Tortorella has encouraged Werenski to pinch up in the offensive zone whenever he senses a scoring opportunity, without worrying about leaving the Jackets in a vulnerable spot.

"We want him to take chances," Tortorella said. "We want him to go. We don't want him to hold back, even though a mistake may have been made in an odd-man rush. We want him to go. So, I don't even call him a defenseman anymore."

WENNBERG GETS DAY OFF: Center Alexander Wennberg missed practice Tuesday as a maintenance day, according to Tortorella. Wennberg is expected to play against the Sabres, but might have a new line to center. Foligno worked with Artemi Panarin and Cam Atkinson in practice Monday and Tuesday, which could be an indication of where he'll start against Buffalo. Wennberg, meanwhile, centered Foligno's wingers - Boone Jenner and Oliver Bjorkstrand - in practice Monday.

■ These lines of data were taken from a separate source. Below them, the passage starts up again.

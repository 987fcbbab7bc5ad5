//! Cart cookie codec.
//!
//! The cart is stored client-side as base64url-encoded JSON of its lines.

use base64::{Engine as _, engine::general_purpose::URL_SAFE_NO_PAD};
use salvo::{
    http::cookie::{Cookie, SameSite, time::Duration},
    prelude::{Request, Response},
};
use storefront::cart::{Cart, CartLine};
use thiserror::Error;
use tracing::warn;

use crate::config::cart::CartCookieConfig;

/// Errors raised while decoding a stored cart.
#[derive(Debug, Error)]
pub(crate) enum CartCookieError {
    #[error("cart cookie is not valid base64url: {0}")]
    Base64(#[from] base64::DecodeError),

    #[error("cart cookie does not hold cart lines: {0}")]
    Json(#[from] serde_json::Error),
}

/// Encode a cart as a cookie-safe string.
pub(crate) fn encode_cart(cart: &Cart) -> Result<String, serde_json::Error> {
    Ok(URL_SAFE_NO_PAD.encode(serde_json::to_vec(cart)?))
}

/// Decode a cookie value back into a cart.
pub(crate) fn decode_cart(value: &str) -> Result<Cart, CartCookieError> {
    let bytes = URL_SAFE_NO_PAD.decode(value.trim())?;
    let lines: Vec<CartLine> = serde_json::from_slice(&bytes)?;

    Ok(Cart::from_lines(lines))
}

/// Reads and writes the cart cookie.
#[derive(Debug, Clone)]
pub(crate) struct CartCookie {
    name: String,
    max_age: Duration,
    secure: bool,
}

impl Default for CartCookie {
    fn default() -> Self {
        Self::new(&CartCookieConfig::default())
    }
}

impl CartCookie {
    pub(crate) fn new(config: &CartCookieConfig) -> Self {
        Self {
            name: config.name.clone(),
            max_age: Duration::days(i64::from(config.max_age_days)),
            secure: config.secure,
        }
    }

    /// The cart held by the request, empty when the cookie is missing or unreadable.
    pub(crate) fn load(&self, req: &Request) -> Cart {
        let Some(cookie) = req.cookie(&self.name) else {
            return Cart::new();
        };

        decode_cart(cookie.value()).unwrap_or_else(|error| {
            warn!(cookie = %self.name, "discarding unreadable cart cookie: {error}");

            Cart::new()
        })
    }

    /// Write `cart` to the response cookie, refreshing its expiry.
    pub(crate) fn store(&self, res: &mut Response, cart: &Cart) -> Result<(), serde_json::Error> {
        let value = encode_cart(cart)?;

        res.add_cookie(self.build(value, self.max_age));

        Ok(())
    }

    /// Expire the cart cookie.
    pub(crate) fn clear(&self, res: &mut Response) {
        res.add_cookie(self.build(String::new(), Duration::ZERO));
    }

    fn build(&self, value: String, max_age: Duration) -> Cookie<'static> {
        Cookie::build((self.name.clone(), value))
            .path("/")
            .http_only(true)
            .same_site(SameSite::Lax)
            .secure(self.secure)
            .max_age(max_age)
            .build()
    }
}

#[cfg(test)]
mod tests {
    use rust_decimal::Decimal;
    use storefront::products::{CatalogProduct, ProductUuid};
    use testresult::TestResult;

    use super::*;

    fn cart() -> Result<Cart, storefront::cart::CartError> {
        let product = CatalogProduct {
            uuid: ProductUuid::new(),
            name: "Tote Bag".to_string(),
            image: Some("tote.png".to_string()),
            price: Decimal::from(45_000),
        };

        let mut cart = Cart::new();

        cart.add_item_with_quantity(product.uuid, 2, || Some(product))?;

        Ok(cart)
    }

    #[test]
    fn encoded_cart_decodes_to_same_lines() -> TestResult {
        let cart = cart()?;
        let encoded = encode_cart(&cart)?;

        assert!(
            encoded
                .chars()
                .all(|c| c.is_ascii_alphanumeric() || c == '-' || c == '_'),
            "encoded cart should be cookie-safe, got {encoded}"
        );
        assert_eq!(decode_cart(&encoded)?, cart);

        Ok(())
    }

    #[test]
    fn corrupt_values_are_rejected() {
        assert!(
            matches!(decode_cart("%%%"), Err(CartCookieError::Base64(_))),
            "expected base64 error"
        );

        let not_lines = URL_SAFE_NO_PAD.encode(b"{\"hello\":1}");

        assert!(
            matches!(decode_cart(&not_lines), Err(CartCookieError::Json(_))),
            "expected json error"
        );
    }

    #[test]
    fn stored_cookie_is_http_only_and_lax() -> TestResult {
        let cart_cookie = CartCookie::default();
        let mut res = Response::new();

        cart_cookie.store(&mut res, &cart()?)?;

        let cookie = res.cookie("cart_items");

        assert!(cookie.is_some(), "expected cart cookie to be set");

        if let Some(cookie) = cookie {
            assert_eq!(cookie.http_only(), Some(true));
            assert_eq!(cookie.same_site(), Some(SameSite::Lax));
            assert_eq!(cookie.path(), Some("/"));
            assert_eq!(cookie.max_age(), Some(Duration::days(30)));
        }

        Ok(())
    }

    #[test]
    fn cleared_cookie_expires_immediately() {
        let cart_cookie = CartCookie::default();
        let mut res = Response::new();

        cart_cookie.clear(&mut res);

        let max_age = res.cookie("cart_items").and_then(Cookie::max_age);

        assert_eq!(max_age, Some(Duration::ZERO));
    }
}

Dalpe worked in Sedlak's spot on the fourth line, but Tortorella declined to talk about any lineup moves. "Obviously, you have to make some changes, but I'm not going to get into where guys are playing," he said.

SCHROEDER ASSIGNED TO AHL: A day after being recalled from his conditioning stint with the Cleveland Monsters, forward Jordan Schroeder was assigned back to the Monsters. Schroeder, who skated in Wennberg's place at practice, had to clear waivers in order to be assigned.